Have you ever wondered how to grow your money faster? How to become rich like your peers?

Buying stocks? or even Crypto?

Start a business?

Well, yeah maybe. I said maybe because even if you followed their paths, it does not mean you will get what they got as well.

Then, what’s the point of this post? Imma leaves.

WAIT! I promised you that I will tell you the sure way to become wealthy (not rich).

Okay, good? Let’s start.

1. Check your Financial Health

If you want to grow your money faster, you’ll need to know your current financial health.

  • Do you have an income? (You need to have an income to grow money, or else what to grow?)
  • Do you have any debts? (Preferably don’t have any debts, but we don’t know everyone’s situation right?)
  • Is it higher than your income? (Well, if it’s higher, then it means you cannot pay your own debt.)
  • Do you save every month? (It’s okay if it’s not that much, 10$ is better than none)

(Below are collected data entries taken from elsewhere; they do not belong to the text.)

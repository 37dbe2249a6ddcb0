//! Vertex splits: dividing one vertex into two of lower degrees.
//!
//! These are the duals of the mergers in
//! [`vertex_merger`](crate::transforms::vertex_merger). Every variant
//! returns the ids of the components holding the two sides of the split
//! vertex after the operation.

use log::debug;

use crate::component::Component;
use crate::ends::{BulkSlot, End, EndSlot};
use crate::graph::Graph;
use crate::transforms::vertex_merger::core;
use crate::CmpId;

/// Splits a degree-2 vertex into two degree-1 vertices.
///
/// At a boundary of a disconnected cycle the cycle simply opens into a
/// linear chain. At a true bulk position of a cycle the storage is rotated
/// so that the cut lands on the ends. On a linear chain the edges beyond the
/// cut move into a freshly allocated chain, and the component splits if the
/// two sides are no longer connected through the rest of the graph.
pub fn split_to_11(gr: &mut Graph, s: BulkSlot) -> [CmpId; 2] {
    let BulkSlot { w, a } = s;
    if a == 0 || a == gr.cn[w].length() {
        disconnected_cycle_d0(gr, w)
    } else if gr.cn[w].is_disconnected_cycle() {
        disconnected_cycle_d2(gr, s)
    } else {
        linear(gr, s)
    }
}

/// Opens a disconnected cycle at its boundary vertex.
fn disconnected_cycle_d0(gr: &mut Graph, w: usize) -> [CmpId; 2] {
    debug!("vs11 cycle boundary: chain {}", w);

    assert!(gr.cn[w].is_disconnected_cycle(),
            "vs11: chain {} is not a disconnected cycle", w);
    assert!(gr.cn[w].length() >= crate::chain::MIN_CYCLE_LENGTH,
            "vs11: length of cycle chain {} is below the minimum", w);

    let ind1 = gr.cn[w].tail_ind();
    let ind2 = gr.cn[w].head_ind();

    for e in End::BOTH {
        gr.cn[w].ngs_at_mut(e).clear();
    }

    let c = gr.cn[w].c;
    gr.ct[c].chis.cn11 = Some(w);
    gr.ct[c].chis.cn22 = None;

    gr.update_books();
    if gr.use_adjacency {
        gr.update_adjacency_edges(ind1);
        gr.update_adjacency_edges(ind2);
    }

    [c, c]
}

/// Opens a disconnected cycle at an internal vertex by rotating its storage.
fn disconnected_cycle_d2(gr: &mut Graph, s: BulkSlot) -> [CmpId; 2] {
    let BulkSlot { w, a } = s;
    debug!("vs11 cycle bulk: {}", s);

    assert!(gr.cn[w].length() > 1, "vs11: chain {} has less than 2 edges", w);
    assert!(a > 0 && a < gr.cn[w].length(),
            "vs11: position {} is at a chain end of {}", a, w);

    let clini = gr.cn[w].c;

    let ind1 = gr.cn[w].g[a - 1].ind;
    let ind2 = gr.cn[w].g[a].ind;

    gr.cn[w].g.rotate_left(a);
    gr.cn[w].set_g_w();
    {
        let (cmp, cn) = (&mut gr.ct[clini], &gr.cn);
        cmp.set_gl(cn);
    }

    for e in End::BOTH {
        gr.cn[w].ngs_at_mut(e).clear();
    }
    gr.ct[clini].chis.cn11 = Some(w);
    gr.ct[clini].chis.cn22 = None;

    gr.update_books();
    if gr.use_adjacency {
        gr.update_adjacency_edges(ind1);
        gr.update_adjacency_edges(ind2);
    }

    debug_assert!(gr.cn[gr.glm[ind1]].idw == w && gr.cn[gr.glm[ind2]].idw == w);
    debug_assert!(gr.cn[gr.glm[ind1]].c == clini && gr.cn[gr.glm[ind2]].c == clini);

    [clini, clini]
}

/// Divides a linear chain at an internal vertex.
fn linear(gr: &mut Graph, s: BulkSlot) -> [CmpId; 2] {
    let BulkSlot { w, a } = s;
    debug!("vs11 linear: {}", s);

    assert!(gr.cn[w].length() > 1, "vs11: chain {} has less than 2 edges", w);
    assert!(a > 0 && a < gr.cn[w].length(),
            "vs11: position {} is at a chain end of {}", a, w);

    let clini = gr.cn[w].c;

    let ind1 = gr.cn[w].g[a - 1].ind;
    let ind2 = gr.cn[w].g[a].ind;

    // the new chain produced by the split
    let n = gr.chain_num();
    gr.cn.push(crate::chain::Chain::new(n));

    let ss = EndSlot::new(w, End::B);
    let is_connected = gr.cn[w].is_connected_at(End::B);
    let mut is_cycled = false;
    if is_connected {
        let partition = {
            let mut pp = crate::paths::over_end_slots::EndSlotPaths::new(
                &gr.ct[clini], &gr.cn);
            is_cycled = pp.are_connected(ss, ss.opp(), false);
            if is_cycled { None } else { Some(pp.classify_chains_by_connectivity(ss)) }
        };
        if let Some([accessible, blocked]) = partition {
            gr.apply_component_split(clini, accessible, blocked);
        }
    }

    let tail_g = gr.cn[w].g.split_off(a);
    gr.cn[n].g = tail_g;

    gr.copy_neigs(EndSlot::new(w, End::B), EndSlot::new(n, End::B));
    gr.cn[w].ngs_at_mut(End::B).clear();
    gr.cn[n].set_g_w();

    if !is_connected {
        let newc = gr.cmpt_num();
        let cmp = Component::with_chain(newc, &mut gr.cn, n);
        gr.ct.push(cmp);
        let ww = gr.ct[clini].ww.clone();
        gr.ct[clini].rebuild(&mut gr.cn, ww);
    } else {
        let cur = gr.cn[w].c;
        if !is_cycled {
            // the accessible half was just split off as the last component
            let last = gr.ind_last_cmpt();
            gr.ct[last].append_chain(&mut gr.cn, n);
        } else {
            // the component remains cycled over w and keeps both halves
            gr.ct[cur].append_chain(&mut gr.cn, n);
        }
        gr.ct[cur].set_edges(&mut gr.cn);
        gr.ct[cur].set_gl(&gr.cn);
        gr.ct[cur].set_chis(&gr.cn);
    }

    gr.update_books();
    if gr.use_adjacency {
        gr.update_adjacency_edges(ind1);
        gr.update_adjacency_edges(ind2);
    }

    debug_assert!(gr.cn[gr.glm[ind1]].c == clini || gr.cn[gr.glm[ind2]].c == clini);

    [gr.cn[w].c, gr.cn[n].c]
}

/// Splits a three-way junction into a degree-1 and a degree-2 vertex.
///
/// The junction slot `s` disconnects; its two ex-neighbors are fused back
/// into a single chain, forming the degree-2 vertex. The caller must ensure
/// the ex-neighbors are ends of distinct chains (otherwise
/// [`split_to_10`] applies).
pub fn split_to_12(gr: &mut Graph, s: EndSlot) -> [CmpId; 2] {
    split_from_3way(gr, s, true)
}

/// Splits a three-way junction sitting on a cycle into a degree-1 vertex and
/// a disconnected-cycle boundary.
///
/// Applies when both junction neighbors are the two ends of one chain: that
/// chain becomes a disconnected cycle in its own component.
pub fn split_to_10(gr: &mut Graph, s: EndSlot) -> [CmpId; 2] {
    split_from_3way(gr, s, false)
}

fn split_from_3way(gr: &mut Graph, s: EndSlot, fuse: bool) -> [CmpId; 2] {
    debug!("vs1{}: {}", if fuse { "2" } else { "0" }, s);

    let clini = gr.cn[s.w].c;
    let ngs = gr.ngs_at(s).clone();
    assert!(ngs.num() == 2,
            "vs1x: input vertex degree {} at {} is not 3", ngs.num() + 1, s);

    let ng0 = ngs[0];
    let ind1 = gr.slot2ind(s);
    let ind2 = gr.slot2ind(ng0);

    if fuse {
        let ng1 = ngs[1];
        let EndSlot { w: n0, e: e0 } = ng0;
        let EndSlot { w: n1, e: e1 } = ng1;

        // splits off the far side if the junction held the component together
        let is_cycle = gr.cut_component_at(s);

        gr.remove_slot_from_neigs(s);
        gr.remove_slot_from_neigs(ng0);

        gr.ct[clini].set_chis(&gr.cn);

        let cmp_ng = gr.cn[ng0.w].c;
        let is_cycle1 = gr.ct[cmp_ng].dfs(&gr.cn, ng0, ng1.opp());
        if !is_cycle1 {
            let rm = gr.ct[cmp_ng].find_chains_from_slot(&gr.cn, ng1);
            gr.split_component(cmp_ng, rm);
        }

        if !is_cycle {
            let last = gr.ind_last_cmpt();
            gr.ct[last].set_chis(&gr.cn);
        }

        // fuse the freed neighbors back into one chain; this also re-merges
        // any components separated transiently above
        if e0 == e1 {
            core::antiparallel(gr, e0, n0, n1);
        } else if e0 == End::A && e1 == End::B {
            core::parallel(gr, n0, n1);
        } else {
            core::parallel(gr, n1, n0);
        }
    } else {
        assert!(ngs[0].w == ngs[1].w,
                "vs10: junction neighbors {} and {} are not one chain", ngs[0], ngs[1]);

        gr.remove_slot_from_neigs(s);

        let newc = gr.cmpt_num();
        gr.ct.push(Component::new(newc));
        let (head, tail) = gr.ct.split_at_mut(newc);
        head[clini].move_to(&mut gr.cn, &mut tail[0], &[ng0.w]);
    }

    gr.update();

    let w1 = gr.glm[ind1];
    let w2 = gr.glm[ind2];
    debug_assert!(gr.cn[w1].c == clini || gr.cn[w2].c == clini);

    [gr.cn[w1].c, gr.cn[w2].c]
}

/// Splits a four-way junction into a degree-1 and a degree-3 vertex.
///
/// The junction slot `s` disconnects and becomes free; the remaining three
/// ends keep their mutual connections. If the junction held the component
/// together, the far side splits off.
pub fn split_to_13(gr: &mut Graph, s: EndSlot) -> [CmpId; 2] {
    debug!("vs13: {}", s);

    assert!(gr.ngs_at(s).num() == 3,
            "vs13: connection count {} at {} is not 3", gr.ngs_at(s).num(), s);

    let clini = gr.cn[s.w].c;

    let ngs = gr.ngs_at(s).clone();
    let mut ind = [gr.slot2ind(s); 4];
    for (i, &u) in ngs.iter().enumerate() {
        ind[i + 1] = gr.slot2ind(u);
    }

    let is_cycle = gr.cut_component_at(s);

    gr.remove_slot_from_neigs(s);

    gr.ct[clini].set_chis(&gr.cn);
    if !is_cycle {
        let last = gr.ind_last_cmpt();
        gr.ct[last].set_chis(&gr.cn);
    }

    gr.update_books();
    if gr.use_adjacency {
        for i in ind {
            gr.update_adjacency_edges(i);
        }
    }

    let w1 = gr.glm[ind[0]];
    let w2 = gr.glm[ind[1]];
    debug_assert!(gr.cn[w1].c == clini || gr.cn[w2].c == clini);

    [gr.cn[w1].c, gr.cn[w2].c]
}

/// Splits a four-way junction into two bulk-type vertices.
///
/// The slots `s1` and `s2` pick which pair of junction edges stays together:
/// each of them ends up fused with one of the remaining two ends. Covers the
/// (2,2), (2,0) and (0,0) output combinations; cycle chains among the
/// neighbors are detected and handled via the cycle-aware split variants.
pub fn split_bb(gr: &mut Graph, s1: EndSlot, s2: EndSlot) -> [CmpId; 2] {
    use itertools::Itertools;

    debug!("vsbb: {} {}", s1, s2);

    assert!(s1 != s2, "vsbb: slots s1 and s2 are identical: {}", s1);
    assert!(gr.ngs_at(s1).num() == 3,
            "vsbb: connection count {} at {} is not 3", gr.ngs_at(s1).num(), s1);
    assert!(gr.ngs_at(s2).num() == 3,
            "vsbb: connection count {} at {} is not 3", gr.ngs_at(s2).num(), s2);
    assert!(gr.ngs_at(s1).has(s2),
            "vsbb: {} not found among the connections at {}", s2, s1);
    assert!(gr.ngs_at(s2).has(s1),
            "vsbb: {} not found among the connections at {}", s1, s2);

    // edge ids and oriented edge ends of all four junction members, the
    // selected pair first
    let mut ind = [0usize; 4];
    let mut end = [End::A; 4];
    ind[0] = gr.slot2ind(s1);
    ind[1] = gr.slot2ind(s2);
    end[0] = gr.edge_end(s1);
    end[1] = gr.edge_end(s2);
    let mut j = 2;
    for &u in &gr.ngs_at(s1).clone() {
        if u != s2 {
            ind[j] = gr.slot2ind(u);
            end[j] = gr.edge_end(u);
            j += 1;
        }
    }

    split_to_13(gr, s1);

    let ngs2 = gr.ngs_at(s2).clone();
    if ngs2[0].w == ngs2[1].w {
        split_to_10(gr, s2);
    } else {
        split_to_12(gr, s2);
    }

    let ww0 = gr.glm[ind[0]];
    let ww1 = gr.glm[ind[1]];
    let e0 = gr.cn[ww0].ind2end(ind[0], end[0]);
    let e1 = gr.cn[ww1].ind2end(ind[1], end[1]);

    crate::transforms::vertex_merger::merge_11(
        gr, EndSlot::new(ww0, e0), EndSlot::new(ww1, e1));

    let cc: Vec<CmpId> = ind.iter()
        .map(|&i| gr.edge(i).c)
        .sorted()
        .dedup()
        .collect();

    [cc[0], *cc.last().expect("no components touched by the split")]
}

These are a few questions you need to ask yourself and answer honestly. Do all the calculations, even if it’s scary.

If you pass all the questions, congrats!

At least, you can take care of your own ass.

2. Track and allocate.

Second of all, do you track your expenses? Well if you don’t, I suggest you do so.

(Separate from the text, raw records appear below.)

//! Chain ids collected according to the degrees of their end vertices.
//!
//! Each chain falls into exactly one bucket named after the degrees of the
//! vertices at its two ends: `11` both ends free, `22` a disconnected cycle,
//! `13`/`14` one free end against a junction, `33`/`34`/`44` junctions on
//! both sides. The per-component table keeps `11` and `22` as scalars, since
//! a chain with two free ends (or a disconnected cycle) is necessarily the
//! whole component.

#[cfg(feature = "serde_support")]
use serde::{Serialize, Deserialize};

use crate::chain::Chain;
use crate::ends::{End, EndSlot};
use crate::ChId;

fn classify(m: &Chain) -> Bucket {
    let na = m.ngs_at(End::A).num();
    let nb = m.ngs_at(End::B).num();

    if m.has_one_free_end() {
        let e = m.the_only_free_end();
        let n_opp = m.ngs_at(e.opp()).num();
        return match n_opp {
            2 => Bucket::Cn13(EndSlot::new(m.idw, e)),
            3 => Bucket::Cn14(EndSlot::new(m.idw, e)),
            _ => panic!("failed end-degree classification for chain {}", m.idw),
        };
    }
    if na == 0 && nb == 0 {
        return Bucket::Cn11;
    }
    if m.is_disconnected_cycle() {
        return Bucket::Cn22;
    }
    match (na, nb) {
        (2, 2) => Bucket::Cn33,
        (2, 3) => Bucket::Cn34(EndSlot::new(m.idw, End::A)),
        (3, 2) => Bucket::Cn34(EndSlot::new(m.idw, End::B)),
        (3, 3) => Bucket::Cn44,
        _ => panic!("failed end-degree classification for chain {}", m.idw),
    }
}

enum Bucket {
    Cn11,
    Cn22,
    Cn33,
    Cn44,
    Cn13(EndSlot),
    Cn14(EndSlot),
    Cn34(EndSlot),
}

/// Graph-wide classification: every bucket is a vector.
#[derive(Debug, Clone, Default, PartialEq)]
#[cfg_attr(feature = "serde_support", derive(Serialize, Deserialize))]
pub struct ChainIndexes {
    /// Disconnected linear chains.
    pub cn11: Vec<ChId>,
    /// Disconnected cycle chains.
    pub cn22: Vec<ChId>,
    /// Chains spanned between two vertices of degree 3.
    pub cn33: Vec<ChId>,
    /// Chains spanned between two vertices of degree 4.
    pub cn44: Vec<ChId>,
    /// Free ends of chains whose other end is at a degree-3 junction.
    pub cn13: Vec<EndSlot>,
    /// Free ends of chains whose other end is at a degree-4 junction.
    pub cn14: Vec<EndSlot>,
    /// Degree-3 side ends of chains spanned between degree-3 and 4 junctions.
    pub cn34: Vec<EndSlot>,
}

impl ChainIndexes {
    pub fn new() -> Self {
        Self::default()
    }

    pub fn clear(&mut self) {
        self.cn11.clear();
        self.cn22.clear();
        self.cn33.clear();
        self.cn44.clear();
        self.cn13.clear();
        self.cn14.clear();
        self.cn34.clear();
    }

    pub fn include(&mut self, m: &Chain) {
        match classify(m) {
            Bucket::Cn11 => self.cn11.push(m.idw),
            Bucket::Cn22 => self.cn22.push(m.idw),
            Bucket::Cn33 => self.cn33.push(m.idw),
            Bucket::Cn44 => self.cn44.push(m.idw),
            Bucket::Cn13(s) => self.cn13.push(s),
            Bucket::Cn14(s) => self.cn14.push(s),
            Bucket::Cn34(s) => self.cn34.push(s),
        }
    }

    pub fn remove(&mut self, m: &Chain) {
        match classify(m) {
            Bucket::Cn11 => self.cn11.retain(|&w| w != m.idw),
            Bucket::Cn22 => self.cn22.retain(|&w| w != m.idw),
            Bucket::Cn33 => self.cn33.retain(|&w| w != m.idw),
            Bucket::Cn44 => self.cn44.retain(|&w| w != m.idw),
            Bucket::Cn13(s) => self.cn13.retain(|&u| u != s),
            Bucket::Cn14(s) => self.cn14.retain(|&u| u != s),
            Bucket::Cn34(s) => self.cn34.retain(|&u| u != s),
        }
    }

    /// Rebuilds the table from all chains.
    pub fn populate(&mut self, cn: &[Chain]) {
        self.clear();
        for m in cn {
            self.include(m);
        }
    }
}

/// Per-component classification: the `11` and `22` buckets are scalars.
#[derive(Debug, Clone, Default, PartialEq)]
#[cfg_attr(feature = "serde_support", derive(Serialize, Deserialize))]
pub struct CmptChainIndexes {
    /// The disconnected linear chain, if it is this component.
    pub cn11: Option<ChId>,
    /// The disconnected cycle chain, if it is this component.
    pub cn22: Option<ChId>,
    /// Chains spanned between two vertices of degree 3.
    pub cn33: Vec<ChId>,
    /// Chains spanned between two vertices of degree 4.
    pub cn44: Vec<ChId>,
    /// Free ends of chains whose other end is at a degree-3 junction.
    pub cn13: Vec<EndSlot>,
    /// Free ends of chains whose other end is at a degree-4 junction.
    pub cn14: Vec<EndSlot>,
    /// Degree-3 side ends of chains spanned between degree-3 and 4 junctions.
    pub cn34: Vec<EndSlot>,
}

impl CmptChainIndexes {
    pub fn new() -> Self {
        Self::default()
    }

    pub fn clear(&mut self) {
        self.cn11 = None;
        self.cn22 = None;
        self.cn33.clear();
        self.cn44.clear();
        self.cn13.clear();
        self.cn14.clear();
        self.cn34.clear();
    }

    pub fn include(&mut self, m: &Chain) {
        match classify(m) {
            // a chain with both ends free is necessarily the whole component
            Bucket::Cn11 => self.cn11 = Some(m.idw),
            Bucket::Cn22 => self.cn22 = Some(m.idw),
            Bucket::Cn33 => self.cn33.push(m.idw),
            Bucket::Cn44 => self.cn44.push(m.idw),
            Bucket::Cn13(s) => self.cn13.push(s),
            Bucket::Cn14(s) => self.cn14.push(s),
            Bucket::Cn34(s) => self.cn34.push(s),
        }
    }

    pub fn remove(&mut self, m: &Chain) {
        match classify(m) {
            Bucket::Cn11 => self.cn11 = None,
            Bucket::Cn22 => self.cn22 = None,
            Bucket::Cn33 => self.cn33.retain(|&w| w != m.idw),
            Bucket::Cn44 => self.cn44.retain(|&w| w != m.idw),
            Bucket::Cn13(s) => self.cn13.retain(|&u| u != s),
            Bucket::Cn14(s) => self.cn14.retain(|&u| u != s),
            Bucket::Cn34(s) => self.cn34.retain(|&u| u != s),
        }
    }

    /// Rebuilds the table from the chains listed in `ww`.
    pub fn populate(&mut self, cn: &[Chain], ww: &[ChId]) {
        self.clear();
        for &j in ww {
            self.include(&cn[j]);
        }
    }

    /// Merges in the buckets of `other`, consuming it.
    pub fn append(&mut self, other: CmptChainIndexes) {
        assert!(self.cn11.is_none() || other.cn11.is_none(),
                "incompatible cn11 buckets on component merge");
        assert!(self.cn22.is_none() || other.cn22.is_none(),
                "incompatible cn22 buckets on component merge");
        if other.cn11.is_some() {
            self.cn11 = other.cn11;
        }
        if other.cn22.is_some() {
            self.cn22 = other.cn22;
        }
        self.cn33.extend(other.cn33);
        self.cn44.extend(other.cn44);
        self.cn13.extend(other.cn13);
        self.cn14.extend(other.cn14);
        self.cn34.extend(other.cn34);
    }
}

#[cfg(test)]
mod tests {
    use super::*;
    use crate::ends::End;

    #[test]
    fn free_chain_is_cn11() {
        let m = Chain::with_length(3, 0, 0);
        let mut chis = ChainIndexes::new();
        chis.include(&m);
        assert_eq!(chis.cn11, vec![0]);

        chis.remove(&m);
        assert!(chis.cn11.is_empty());
    }

    #[test]
    fn cycle_is_cn22() {
        let mut m = Chain::with_length(3, 5, 0);
        m.ngs_at_mut(End::A).insert(EndSlot::new(5, End::B));
        m.ngs_at_mut(End::B).insert(EndSlot::new(5, End::A));

        let mut chis = CmptChainIndexes::new();
        chis.include(&m);
        assert_eq!(chis.cn22, Some(5));
        assert_eq!(chis.cn11, None);
    }

    #[test]
    fn one_free_end() {
        let mut m = Chain::with_length(3, 2, 0);
        m.ngs_at_mut(End::B).insert(EndSlot::new(0, End::A));
        m.ngs_at_mut(End::B).insert(EndSlot::new(1, End::A));

        let mut chis = ChainIndexes::new();
        chis.include(&m);
        assert_eq!(chis.cn13, vec![EndSlot::new(2, End::A)]);
    }
}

By tracking your expenses, you will know how much you spent each month on average.

But, I’m forgetful, how can I track every single expense.

Well, maybe you can go the second route. Allocate your monthly budgeting.

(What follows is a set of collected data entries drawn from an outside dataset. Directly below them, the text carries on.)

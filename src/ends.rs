//! Chain ends and the slot types addressing positions on chains.

use std::fmt;

#[cfg(feature = "serde_support")]
use serde::{Serialize, Deserialize};

use crate::{ChId, EgId};

/// One of the two ends of a chain (or of an edge).
///
/// A chain is a linear sequence of edges, so it exposes exactly two ends.
/// The same two labels orient individual edges relative to their host chain.
#[derive(Debug, Clone, Copy, PartialEq, Eq, PartialOrd, Ord, Hash)]
#[cfg_attr(feature = "serde_support", derive(Serialize, Deserialize))]
pub enum End {
    /// Tail side: the first edge of the chain storage.
    A,
    /// Head side: the last edge of the chain storage.
    B,
}

impl End {
    /// Both ends, in storage order.
    pub const BOTH: [End; 2] = [End::A, End::B];

    /// The opposite end.
    pub fn opp(self) -> End {
        match self {
            End::A => End::B,
            End::B => End::A,
        }
    }

    /// Index usable with the per-end arrays of a chain.
    pub fn idx(self) -> usize {
        self as usize
    }
}

impl fmt::Display for End {
    fn fmt(&self, f: &mut fmt::Formatter) -> fmt::Result {
        match self {
            End::A => write!(f, "A"),
            End::B => write!(f, "B"),
        }
    }
}

/// Addresses one end of a chain: the vertex sitting at that end.
#[derive(Debug, Clone, Copy, PartialEq, Eq, PartialOrd, Ord, Hash)]
#[cfg_attr(feature = "serde_support", derive(Serialize, Deserialize))]
pub struct EndSlot {
    /// Graph-wide id of the host chain.
    pub w: ChId,
    /// Which end of the chain.
    pub e: End,
}

impl EndSlot {
    pub fn new(w: ChId, e: End) -> Self {
        EndSlot { w, e }
    }

    /// The slot at the opposite end of the same chain.
    pub fn opp(self) -> EndSlot {
        EndSlot { w: self.w, e: self.e.opp() }
    }
}

impl fmt::Display for EndSlot {
    fn fmt(&self, f: &mut fmt::Formatter) -> fmt::Result {
        write!(f, "{{{} {}}}", self.w, self.e)
    }
}

/// Addresses an internal vertex of a chain.
///
/// Position `a` names the vertex between edges `a - 1` and `a`, so valid bulk
/// positions lie in `1..length`. Positions `0` and `length` alias the chain
/// ends and are accepted by the operations that rotate cycle storage.
#[derive(Debug, Clone, Copy, PartialEq, Eq, PartialOrd, Ord, Hash)]
#[cfg_attr(feature = "serde_support", derive(Serialize, Deserialize))]
pub struct BulkSlot {
    /// Graph-wide id of the host chain.
    pub w: ChId,
    /// Vertex position inside the chain.
    pub a: EgId,
}

impl BulkSlot {
    pub fn new(w: ChId, a: EgId) -> Self {
        BulkSlot { w, a }
    }
}

impl fmt::Display for BulkSlot {
    fn fmt(&self, f: &mut fmt::Formatter) -> fmt::Result {
        write!(f, "{{{} at {}}}", self.w, self.a)
    }
}

/// Either kind of slot; used where an operation accepts both.
#[derive(Debug, Clone, Copy, PartialEq, Eq)]
#[cfg_attr(feature = "serde_support", derive(Serialize, Deserialize))]
pub enum Slot {
    End(EndSlot),
    Bulk(BulkSlot),
}

impl Slot {
    pub fn w(&self) -> ChId {
        match self {
            Slot::End(s) => s.w,
            Slot::Bulk(s) => s.w,
        }
    }
}

impl From<EndSlot> for Slot {
    fn from(s: EndSlot) -> Self {
        Slot::End(s)
    }
}

impl From<BulkSlot> for Slot {
    fn from(s: BulkSlot) -> Self {
        Slot::Bulk(s)
    }
}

There are two routes to choose from:

  • Lazy way:

If you hate doing tedious things like spreadsheets and you have two debit cards, you can allocate a monthly allowance on one card, and use the other one for savings.

It’s easier this way, and it allows you to spend whatever you want as long as you still got the money on the card. Keep in mind to never transfer more money from the savings card.

  • Nice way:

If you are a spreadsheet guru, then I highly recommend you to use spreadsheets on creating monthly budgeting. It’s easier to track and more flexible.

Either way, if you track and allocate, then you are good to go!

3. Invest

You need to complete previous the two steps before going to the third step.

Now we are talking about the real deal here.

Why do we need to invest?

Is it even safe?

Will we go bankrupt?

We need to invest because savings is not helping us on growing money. Period.

Have you ever noticed how things are getting more expensive each year? That’s called inflation.

In order to beat inflation, we need to invest and take advantage of compounding interest.

Now, what is compounding interest? Reinvesting the result of our investment to create more profits.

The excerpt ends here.